#### EXERCISE
If a line in the listing contains "Idle", copy it out whole.

#### RECORDS FOR THE EXERCISE
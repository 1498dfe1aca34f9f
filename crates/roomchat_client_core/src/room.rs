use std::time::Duration;

use roomchat_domain::{Message, RoomDetails, RoomRequest};
use roomchat_protocol::{JoinAck, JoinResponse, JoinRoomRequest, PayloadError};
use tokio::sync::oneshot;
use tokio::time::Instant;
use tracing::{debug, info, warn};

use crate::connection::AckSeq;
use crate::error::JoinError;
use crate::reconnect::{BackoffConfig, reconnect_delay};

/// A successful join: the room identity plus the backlog that became the timeline baseline.
#[derive(Debug, Clone, PartialEq)]
pub struct JoinOutcome {
	pub details: RoomDetails,
	pub backlog: Vec<Message>,
}

pub type JoinWaiter = oneshot::Sender<Result<JoinOutcome, JoinError>>;

/// A `room` frame to put on the wire.
#[derive(Debug, Clone, PartialEq)]
pub struct OutgoingJoin {
	pub ack: u64,
	pub payload: JoinRoomRequest,
}

/// What a join response did to the room session.
#[derive(Debug, Clone, PartialEq)]
pub enum RoomUpdate {
	/// The room is (re)joined; the backlog is the new baseline.
	Joined(JoinResponse),
	Rejected(String),
	/// The response failed validation. An in-flight join is left to time out.
	Malformed(PayloadError),
	/// A `joinedRoom` push for a room that is neither joined nor being joined.
	Ignored,
}

/// Due join-timer work reported by [`RoomSession::poll`].
#[derive(Debug, Clone, PartialEq)]
pub enum RoomTimer {
	/// The in-flight join got no response. It is re-issued after `retry_in` while the connection holds.
	TimedOut { error: JoinError, retry_in: Duration },
	/// The retry delay elapsed; put this join on the wire.
	Retry(OutgoingJoin),
}

#[derive(Debug, Clone, Copy, PartialEq, Eq)]
enum JoinPhase {
	Idle,
	/// Waiting for a connection.
	Queued,
	InFlight { ack: u64, deadline: Instant },
	/// Connected, waiting to re-issue a timed-out join.
	RetryAt(Instant),
	Joined,
}

/// Join handshake and room identity for a single room.
#[derive(Debug)]
pub struct RoomSession {
	join_timeout: Duration,
	backoff: BackoffConfig,
	timeouts: u32,
	requested: Option<RoomRequest>,
	details: Option<RoomDetails>,
	phase: JoinPhase,
	waiter: Option<JoinWaiter>,
}

impl RoomSession {
	pub fn new(join_timeout: Duration, backoff: BackoffConfig) -> Self {
		Self {
			join_timeout,
			backoff,
			timeouts: 0,
			requested: None,
			details: None,
			phase: JoinPhase::Idle,
			waiter: None,
		}
	}

	pub fn details(&self) -> Option<&RoomDetails> {
		self.details.as_ref()
	}

	pub fn is_joined(&self) -> bool {
		self.phase == JoinPhase::Joined
	}

	pub fn requested(&self) -> Option<&RoomRequest> {
		self.requested.as_ref()
	}

	/// Request a join. Emitted right away when connected, otherwise queued until [`RoomSession::on_connected`].
	/// An unresolved earlier join is failed with [`JoinError::Superseded`].
	pub fn join(
		&mut self,
		request: RoomRequest,
		waiter: Option<JoinWaiter>,
		connected: bool,
		now: Instant,
		acks: &mut AckSeq,
	) -> Option<OutgoingJoin> {
		if let Some(previous) = self.waiter.take() {
			debug!("join superseded");
			let _ = previous.send(Err(JoinError::Superseded));
		}

		info!(room = %request.room, participants = request.participants.len(), "join requested");
		self.requested = Some(request);
		self.waiter = waiter;
		self.timeouts = 0;

		if connected {
			Some(self.issue(now, acks))
		} else {
			self.phase = JoinPhase::Queued;
			None
		}
	}

	/// Replay a queued join, or re-join the previously joined room, after (re)connecting.
	pub fn on_connected(&mut self, now: Instant, acks: &mut AckSeq) -> Option<OutgoingJoin> {
		if self.phase != JoinPhase::Queued || self.requested.is_none() {
			return None;
		}
		Some(self.issue(now, acks))
	}

	/// A join in flight is re-queued, not failed; a joined room is re-joined on reconnect.
	pub fn on_disconnected(&mut self) {
		match self.phase {
			JoinPhase::InFlight { .. } | JoinPhase::RetryAt(_) | JoinPhase::Joined => self.phase = JoinPhase::Queued,
			JoinPhase::Idle | JoinPhase::Queued => {}
		}
	}

	pub fn owns_ack(&self, ack: u64) -> bool {
		matches!(self.phase, JoinPhase::InFlight { ack: a, .. } if a == ack)
	}

	/// Handle the acknowledgment of the in-flight `room` event.
	pub fn on_ack(&mut self, data: serde_json::Value) -> RoomUpdate {
		match JoinAck::parse(data) {
			Ok(JoinAck::Accepted(response)) => self.apply_joined(response),
			Ok(JoinAck::Rejected(reason)) => {
				warn!(reason = %reason, "join rejected");
				self.requested = None;
				self.details = None;
				self.phase = JoinPhase::Idle;
				if let Some(waiter) = self.waiter.take() {
					let _ = waiter.send(Err(JoinError::Rejected(reason.clone())));
				}
				RoomUpdate::Rejected(reason)
			}
			Err(e) => RoomUpdate::Malformed(e),
		}
	}

	/// Handle a server-pushed `joinedRoom`.
	pub fn on_joined_room(&mut self, data: serde_json::Value) -> RoomUpdate {
		let response = match JoinResponse::parse_joined_room(data) {
			Ok(r) => r,
			Err(e) => return RoomUpdate::Malformed(e),
		};

		match self.phase {
			JoinPhase::InFlight { .. } => self.apply_joined(response),
			JoinPhase::Joined if self.details.as_ref().map(|d| &d.room_id) == Some(&response.details.room_id) => {
				self.apply_joined(response)
			}
			_ => {
				debug!(room_id = %response.details.room_id, "joinedRoom for an inactive room ignored");
				RoomUpdate::Ignored
			}
		}
	}

	/// Fire the join timeout, or re-issue a timed-out join once its retry delay has elapsed.
	///
	/// A timeout keeps the connection and the request, but the room is no longer considered joined.
	pub fn poll(&mut self, now: Instant, acks: &mut AckSeq) -> Option<RoomTimer> {
		match self.phase {
			JoinPhase::InFlight { deadline, .. } if deadline <= now => {
				self.timeouts = self.timeouts.saturating_add(1);
				let retry_in = reconnect_delay(self.timeouts, &self.backoff);
				warn!(timeout = ?self.join_timeout, retry_in_ms = retry_in.as_millis() as u64, "join timed out");

				self.phase = JoinPhase::RetryAt(now + retry_in);
				self.details = None;
				let error = JoinError::Timeout(self.join_timeout);
				if let Some(waiter) = self.waiter.take() {
					let _ = waiter.send(Err(error.clone()));
				}
				Some(RoomTimer::TimedOut { error, retry_in })
			}
			JoinPhase::RetryAt(at) if at <= now => {
				debug!(attempt = self.timeouts + 1, "re-issuing timed-out join");
				Some(RoomTimer::Retry(self.issue(now, acks)))
			}
			_ => None,
		}
	}

	pub fn next_deadline(&self) -> Option<Instant> {
		match self.phase {
			JoinPhase::InFlight { deadline, .. } => Some(deadline),
			JoinPhase::RetryAt(at) => Some(at),
			_ => None,
		}
	}

	/// Drops any join waiter unresolved.
	pub fn close(&mut self) {
		self.waiter = None;
		self.requested = None;
		self.details = None;
		self.phase = JoinPhase::Idle;
	}

	fn issue(&mut self, now: Instant, acks: &mut AckSeq) -> OutgoingJoin {
		let ack = acks.next_id();
		self.phase = JoinPhase::InFlight {
			ack,
			deadline: now + self.join_timeout,
		};

		let (room, users) = match &self.requested {
			Some(r) => (r.room.clone(), r.participants.clone()),
			None => (String::new(), Vec::new()),
		};
		debug!(room = %room, ack, "join emitted");

		OutgoingJoin {
			ack,
			payload: JoinRoomRequest { room, users },
		}
	}

	fn apply_joined(&mut self, response: JoinResponse) -> RoomUpdate {
		info!(room = %response.details, backlog = response.backlog.len(), "joined room");
		self.details = Some(response.details.clone());
		self.phase = JoinPhase::Joined;
		self.timeouts = 0;
		if let Some(waiter) = self.waiter.take() {
			let _ = waiter.send(Ok(JoinOutcome {
				details: response.details.clone(),
				backlog: response.backlog.clone(),
			}));
		}
		RoomUpdate::Joined(response)
	}
}

#[cfg(test)]
mod tests {
	use roomchat_domain::Participant;
	use serde_json::json;

	use super::*;

	fn request() -> RoomRequest {
		RoomRequest::new("testing", vec![Participant::new("u1", "ada@example.com")])
	}

	fn accepted() -> serde_json::Value {
		json!({
			"roomName": "testing",
			"roomId": "r-1",
			"messages": [
				{"id": "m1", "message": "hello", "createdAt": "2023-04-06T13:24:24.000Z"}
			]
		})
	}

	#[test]
	fn queued_join_is_replayed_on_connect() {
		let now = Instant::now();
		let mut acks = AckSeq::new();
		let mut room = RoomSession::new(Duration::from_secs(10), BackoffConfig::default());

		let (tx, mut rx) = oneshot::channel();
		assert!(room.join(request(), Some(tx), false, now, &mut acks).is_none());
		assert_eq!(room.next_deadline(), None);

		let out = room.on_connected(now, &mut acks).unwrap();
		assert_eq!(out.payload.room, "testing");
		assert_eq!(out.payload.users.len(), 1);
		assert!(room.owns_ack(out.ack));

		match room.on_ack(accepted()) {
			RoomUpdate::Joined(resp) => assert_eq!(resp.backlog.len(), 1),
			other => panic!("unexpected update: {other:?}"),
		}
		let outcome = rx.try_recv().unwrap().unwrap();
		assert_eq!(outcome.details.room_id.as_str(), "r-1");
		assert!(room.is_joined());
		assert_eq!(room.next_deadline(), None);
	}

	#[test]
	fn rejection_fails_the_waiter() {
		let now = Instant::now();
		let mut acks = AckSeq::new();
		let mut room = RoomSession::new(Duration::from_secs(10), BackoffConfig::default());

		let (tx, mut rx) = oneshot::channel();
		room.join(request(), Some(tx), true, now, &mut acks).unwrap();

		assert_eq!(
			room.on_ack(json!({"error": "room is full"})),
			RoomUpdate::Rejected("room is full".to_string())
		);
		assert_eq!(rx.try_recv().unwrap(), Err(JoinError::Rejected("room is full".to_string())));
		assert!(room.details().is_none());
		assert!(room.on_connected(now, &mut acks).is_none());
	}

	#[test]
	fn timeout_keeps_request_for_reconnect() {
		let now = Instant::now();
		let mut acks = AckSeq::new();
		let mut room = RoomSession::new(Duration::from_secs(10), BackoffConfig::default());

		let (tx, mut rx) = oneshot::channel();
		let first = room.join(request(), Some(tx), true, now, &mut acks).unwrap();

		assert_eq!(room.poll(now + Duration::from_secs(9), &mut acks), None);
		assert!(matches!(
			room.poll(now + Duration::from_secs(10), &mut acks),
			Some(RoomTimer::TimedOut { error: JoinError::Timeout(_), .. })
		));
		assert_eq!(rx.try_recv().unwrap(), Err(JoinError::Timeout(Duration::from_secs(10))));
		assert!(!room.owns_ack(first.ack));

		room.on_disconnected();
		let again = room.on_connected(now, &mut acks).unwrap();
		assert_ne!(again.ack, first.ack);
	}

	#[test]
	fn timed_out_rejoin_is_retried_while_connected() {
		let mut now = Instant::now();
		let mut acks = AckSeq::new();
		let mut room = RoomSession::new(Duration::from_secs(10), BackoffConfig::default());
		room.join(request(), None, true, now, &mut acks).unwrap();
		room.on_ack(accepted());

		room.on_disconnected();
		room.on_connected(now, &mut acks).unwrap();

		now += Duration::from_secs(10);
		let Some(RoomTimer::TimedOut { retry_in, .. }) = room.poll(now, &mut acks) else {
			panic!("expected a join timeout");
		};
		assert!(room.details().is_none());
		assert!(!room.is_joined());
		assert_eq!(room.next_deadline(), Some(now + retry_in));
		assert_eq!(room.on_connected(now, &mut acks), None);

		now += retry_in;
		let Some(RoomTimer::Retry(rejoin)) = room.poll(now, &mut acks) else {
			panic!("expected the join to be re-issued");
		};
		assert_eq!(rejoin.payload.room, "testing");
		assert!(room.owns_ack(rejoin.ack));

		room.on_ack(accepted());
		assert!(room.is_joined());
		assert_eq!(room.details().map(|d| d.room_id.as_str()), Some("r-1"));
	}

	#[test]
	fn later_join_supersedes() {
		let now = Instant::now();
		let mut acks = AckSeq::new();
		let mut room = RoomSession::new(Duration::from_secs(10), BackoffConfig::default());

		let (tx1, mut rx1) = oneshot::channel();
		let (tx2, _rx2) = oneshot::channel();
		room.join(request(), Some(tx1), false, now, &mut acks);
		room.join(RoomRequest::new("other", Vec::new()), Some(tx2), false, now, &mut acks);

		assert_eq!(rx1.try_recv().unwrap(), Err(JoinError::Superseded));
		assert_eq!(room.requested().map(|r| r.room.as_str()), Some("other"));
	}

	#[test]
	fn in_flight_join_is_requeued_on_drop() {
		let now = Instant::now();
		let mut acks = AckSeq::new();
		let mut room = RoomSession::new(Duration::from_secs(10), BackoffConfig::default());

		let (tx, mut rx) = oneshot::channel();
		room.join(request(), Some(tx), true, now, &mut acks).unwrap();
		room.on_disconnected();
		assert_eq!(room.next_deadline(), None);
		assert!(rx.try_recv().is_err());

		let replay = room.on_connected(now, &mut acks).unwrap();
		room.on_ack(accepted());
		assert!(rx.try_recv().unwrap().is_ok());
		assert!(!room.owns_ack(replay.ack));
	}

	#[test]
	fn joined_room_is_rejoined_after_reconnect() {
		let now = Instant::now();
		let mut acks = AckSeq::new();
		let mut room = RoomSession::new(Duration::from_secs(10), BackoffConfig::default());
		room.join(request(), None, true, now, &mut acks).unwrap();
		room.on_ack(accepted());

		room.on_disconnected();
		let rejoin = room.on_connected(now, &mut acks).unwrap();
		assert_eq!(rejoin.payload.room, "testing");
		assert_eq!(room.details().map(|d| d.room_id.as_str()), Some("r-1"));
	}

	#[test]
	fn malformed_ack_is_left_to_time_out() {
		let now = Instant::now();
		let mut acks = AckSeq::new();
		let mut room = RoomSession::new(Duration::from_secs(10), BackoffConfig::default());
		let out = room.join(request(), None, true, now, &mut acks).unwrap();

		assert!(matches!(room.on_ack(json!({"roomName": "testing"})), RoomUpdate::Malformed(_)));
		assert!(room.owns_ack(out.ack));
	}

	#[test]
	fn joined_room_push_resolves_or_reseeds() {
		let now = Instant::now();
		let mut acks = AckSeq::new();
		let mut room = RoomSession::new(Duration::from_secs(10), BackoffConfig::default());

		assert_eq!(room.on_joined_room(json!({"room": "testing", "roomId": "r-1"})), RoomUpdate::Ignored);

		let (tx, mut rx) = oneshot::channel();
		room.join(request(), Some(tx), true, now, &mut acks).unwrap();
		assert!(matches!(
			room.on_joined_room(json!({"room": "testing", "roomId": "r-1", "messages": []})),
			RoomUpdate::Joined(_)
		));
		assert!(rx.try_recv().unwrap().is_ok());

		assert!(matches!(
			room.on_joined_room(json!({"room": "testing", "roomId": "r-1", "messages": []})),
			RoomUpdate::Joined(_)
		));
		assert_eq!(
			room.on_joined_room(json!({"room": "elsewhere", "roomId": "r-9"})),
			RoomUpdate::Ignored
		);
	}

	#[test]
	fn close_drops_waiter_unresolved() {
		let now = Instant::now();
		let mut acks = AckSeq::new();
		let mut room = RoomSession::new(Duration::from_secs(10), BackoffConfig::default());
		let (tx, mut rx) = oneshot::channel();
		room.join(request(), Some(tx), true, now, &mut acks);
		room.close();
		assert!(matches!(rx.try_recv(), Err(oneshot::error::TryRecvError::Closed)));
	}
}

#### RESPONSE
	Idle,
			phase: JoinPhase::Idle,
			JoinPhase::Idle | JoinPhase::Queued => {}
				self.phase = JoinPhase::Idle;
		self.phase = JoinPhase::Idle;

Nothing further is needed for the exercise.